- Exercise instructions -
Work out the count of lines in the entries below that include "CheckOutcome", and write only that count.

- Extracted material -
● ● ●

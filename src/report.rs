//! System report: per-family results, cross-family checks and aggregates.

use float_cmp::approx_eq;
use serde::{Deserialize, Serialize};

use crate::characteristics::FamilyCharacteristics;
use crate::error::Warning;
use crate::family::StepId;
use crate::strategy::{OptimizationResult, StrategyId};
use crate::validation::{
    CheckOutcome, SeparationMatrix, ValidationReport, Thresholds, check_accessibility,
};

/// Which lightness mode a variant was planned for.
#[derive(Debug, Clone, Copy, PartialEq, Eq, Serialize, Deserialize)]
#[serde(rename_all = "snake_case")]
pub enum Mode {
    Light,
    Dark,
}

/// One optimized variant of a family and its validation.
#[derive(Debug, Clone, PartialEq, Serialize, Deserialize)]
pub struct VariantReport {
    pub mode: Mode,
    pub optimization: OptimizationResult,
    pub validation: ValidationReport,
}

/// Everything produced for one family.
#[derive(Debug, Clone, PartialEq, Serialize, Deserialize)]
pub struct FamilyReport {
    pub name: String,
    /// Strategy selected by configuration (the applied one may be a fallback)
    pub strategy: StrategyId,
    pub characteristics: FamilyCharacteristics,
    pub light: VariantReport,
    pub dark: Option<VariantReport>,
}

impl FamilyReport {
    pub fn variants(&self) -> impl Iterator<Item = &VariantReport> {
        std::iter::once(&self.light).chain(self.dark.as_ref())
    }

    pub fn applied_strategy(&self) -> StrategyId {
        self.light.optimization.strategy
    }

    /// Light variant passes every check; the dark variant passes accessibility
    /// and smoothness. Dark delta E is measured against the light originals, so
    /// it is recorded but carries no verdict.
    pub fn passed(&self) -> bool {
        self.light.validation.passed()
            && self.dark.as_ref().is_none_or(|v| {
                v.validation.accessibility.passed && v.validation.smoothness.passed
            })
    }
}

/// A family left out of the report.
#[derive(Debug, Clone, PartialEq, Serialize, Deserialize)]
pub struct ExcludedFamily {
    pub name: String,
    pub reason: String,
}

/// Min/mean/median/max of a set of scores.
#[derive(Debug, Clone, Copy, Default, PartialEq, Serialize, Deserialize)]
pub struct Distribution {
    pub min: f64,
    pub mean: f64,
    pub median: f64,
    pub max: f64,
}

impl Distribution {
    /// Summarize `values`; all zeros when empty.
    pub fn from_values(values: &[f64]) -> Self {
        if values.is_empty() {
            return Self::default();
        }
        let mut sorted = values.to_vec();
        sorted.sort_by(f64::total_cmp);

        let n = sorted.len();
        let median = if n % 2 == 0 {
            (sorted[n / 2 - 1] + sorted[n / 2]) / 2.0
        } else {
            sorted[n / 2]
        };

        Self {
            min: sorted[0],
            mean: sorted.iter().sum::<f64>() / n as f64,
            median,
            max: sorted[n - 1],
        }
    }
}

/// Share of passing checks per validation dimension (1.0 when nothing was checked).
#[derive(Debug, Clone, Copy, PartialEq, Serialize, Deserialize)]
pub struct PassRates {
    pub delta_e: f64,
    pub accessibility: f64,
    pub smoothness: f64,
    pub brand_separation: f64,
}

/// Aggregates across every processed family.
#[derive(Debug, Clone, PartialEq, Serialize, Deserialize)]
pub struct SystemSummary {
    pub families_processed: usize,
    pub families_excluded: usize,
    /// Optimized colors across all variants
    pub total_colors: usize,
    /// Delta E statistics over light-mode steps
    pub mean_delta_e: f64,
    pub max_delta_e: f64,
    pub smoothness: Distribution,
    /// System-wide share of accessibility-capable colors
    pub accessibility: CheckOutcome,
    pub pass_rates: PassRates,
    pub all_passed: bool,
}

/// Final output of a pipeline run.
#[derive(Debug, Clone, PartialEq, Serialize, Deserialize)]
pub struct SystemReport {
    pub families: Vec<FamilyReport>,
    pub excluded: Vec<ExcludedFamily>,
    pub warnings: Vec<Warning>,
    pub brand_separation: SeparationMatrix,
    pub summary: SystemSummary,
}

fn rate(passed: usize, total: usize) -> f64 {
    if total == 0 {
        1.0
    } else {
        passed as f64 / total as f64
    }
}

impl SystemReport {
    /// Aggregate per-family results. Families are folded in the given order.
    pub(crate) fn assemble(
        families: Vec<FamilyReport>,
        excluded: Vec<ExcludedFamily>,
        warnings: Vec<Warning>,
        brand_separation: SeparationMatrix,
        thresholds: &Thresholds,
    ) -> Self {
        let light_delta_e: Vec<f64> = families
            .iter()
            .flat_map(|f| f.light.optimization.steps.iter().map(|s| s.delta_e))
            .collect();
        let variants: Vec<&VariantReport> = families.iter().flat_map(|f| f.variants()).collect();
        let lightnesses: Vec<f64> = variants
            .iter()
            .flat_map(|v| v.optimization.lightnesses())
            .collect();
        let smoothness_scores: Vec<f64> = variants
            .iter()
            .map(|v| v.validation.smoothness.score)
            .collect();

        let mean_delta_e = if light_delta_e.is_empty() {
            0.0
        } else {
            light_delta_e.iter().sum::<f64>() / light_delta_e.len() as f64
        };
        let max_delta_e = light_delta_e.iter().copied().fold(0.0, f64::max);

        let count = |pred: fn(&ValidationReport) -> bool| {
            variants.iter().filter(|v| pred(&v.validation)).count()
        };
        let pass_rates = PassRates {
            delta_e: rate(
                families
                    .iter()
                    .filter(|f| f.light.validation.delta_e.outcome.passed)
                    .count(),
                families.len(),
            ),
            accessibility: rate(count(|v| v.accessibility.passed), variants.len()),
            smoothness: rate(count(|v| v.smoothness.passed), variants.len()),
            brand_separation: rate(
                brand_separation.pairs.iter().filter(|p| p.passed).count(),
                brand_separation.pairs.len(),
            ),
        };

        let accessibility = check_accessibility(&lightnesses, thresholds.accessibility_rate);
        let all_passed = families.iter().all(FamilyReport::passed)
            && brand_separation.outcome.passed
            && accessibility.passed;

        let summary = SystemSummary {
            families_processed: families.len(),
            families_excluded: excluded.len(),
            total_colors: lightnesses.len(),
            mean_delta_e,
            max_delta_e,
            smoothness: Distribution::from_values(&smoothness_scores),
            accessibility,
            pass_rates,
            all_passed,
        };

        Self {
            families,
            excluded,
            warnings,
            brand_separation,
            summary,
        }
    }

    pub fn family(&self, name: &str) -> Option<&FamilyReport> {
        self.families.iter().find(|f| f.name == name)
    }

    /// Compare this report against a previous run's report.
    ///
    /// Families are matched by name; only light-mode results are compared.
    pub fn compare(&self, previous: &SystemReport) -> ReportComparison {
        let changed = self
            .families
            .iter()
            .filter_map(|current| {
                let before = previous.family(&current.name)?;
                FamilyChange::between(before, current)
            })
            .collect();

        let added = self
            .families
            .iter()
            .filter(|f| previous.family(&f.name).is_none())
            .map(|f| f.name.clone())
            .collect();
        let removed = previous
            .families
            .iter()
            .filter(|f| self.family(&f.name).is_none())
            .map(|f| f.name.clone())
            .collect();

        ReportComparison {
            changed,
            added,
            removed,
        }
    }
}

/// Difference between two runs' reports.
#[derive(Debug, Clone, Default, PartialEq, Serialize, Deserialize)]
pub struct ReportComparison {
    pub changed: Vec<FamilyChange>,
    pub added: Vec<String>,
    pub removed: Vec<String>,
}

impl ReportComparison {
    pub fn is_empty(&self) -> bool {
        self.changed.is_empty() && self.added.is_empty() && self.removed.is_empty()
    }
}

/// How one family's light-mode result moved between runs.
#[derive(Debug, Clone, PartialEq, Serialize, Deserialize)]
pub struct FamilyChange {
    pub name: String,
    pub previous_max_delta_e: f64,
    pub current_max_delta_e: f64,
    pub previous_smoothness: f64,
    pub current_smoothness: f64,
    pub changed_steps: Vec<StepChange>,
}

/// A step whose output hex differs between runs (`None` when absent).
#[derive(Debug, Clone, PartialEq, Serialize, Deserialize)]
pub struct StepChange {
    pub step: StepId,
    pub previous: Option<String>,
    pub current: Option<String>,
}

impl FamilyChange {
    fn between(before: &FamilyReport, after: &FamilyReport) -> Option<Self> {
        let old = &before.light.optimization;
        let new = &after.light.optimization;

        let mut ids = old.step_ids();
        ids.extend(new.step_ids());
        ids.sort();
        ids.dedup();

        let changed_steps: Vec<StepChange> = ids
            .into_iter()
            .filter_map(|step| {
                let previous = old.get(step).map(|s| s.color.hex.clone());
                let current = new.get(step).map(|s| s.color.hex.clone());
                (previous != current).then_some(StepChange {
                    step,
                    previous,
                    current,
                })
            })
            .collect();

        let change = Self {
            name: after.name.clone(),
            previous_max_delta_e: old.max_delta_e(),
            current_max_delta_e: new.max_delta_e(),
            previous_smoothness: before.light.validation.smoothness.score,
            current_smoothness: after.light.validation.smoothness.score,
            changed_steps,
        };

        let metrics_equal = approx_eq!(
            f64,
            change.previous_max_delta_e,
            change.current_max_delta_e,
            ulps = 4
        ) && approx_eq!(
            f64,
            change.previous_smoothness,
            change.current_smoothness,
            ulps = 4
        );

        if metrics_equal && change.changed_steps.is_empty() {
            None
        } else {
            Some(change)
        }
    }
}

● ● ●

- Task answer -
2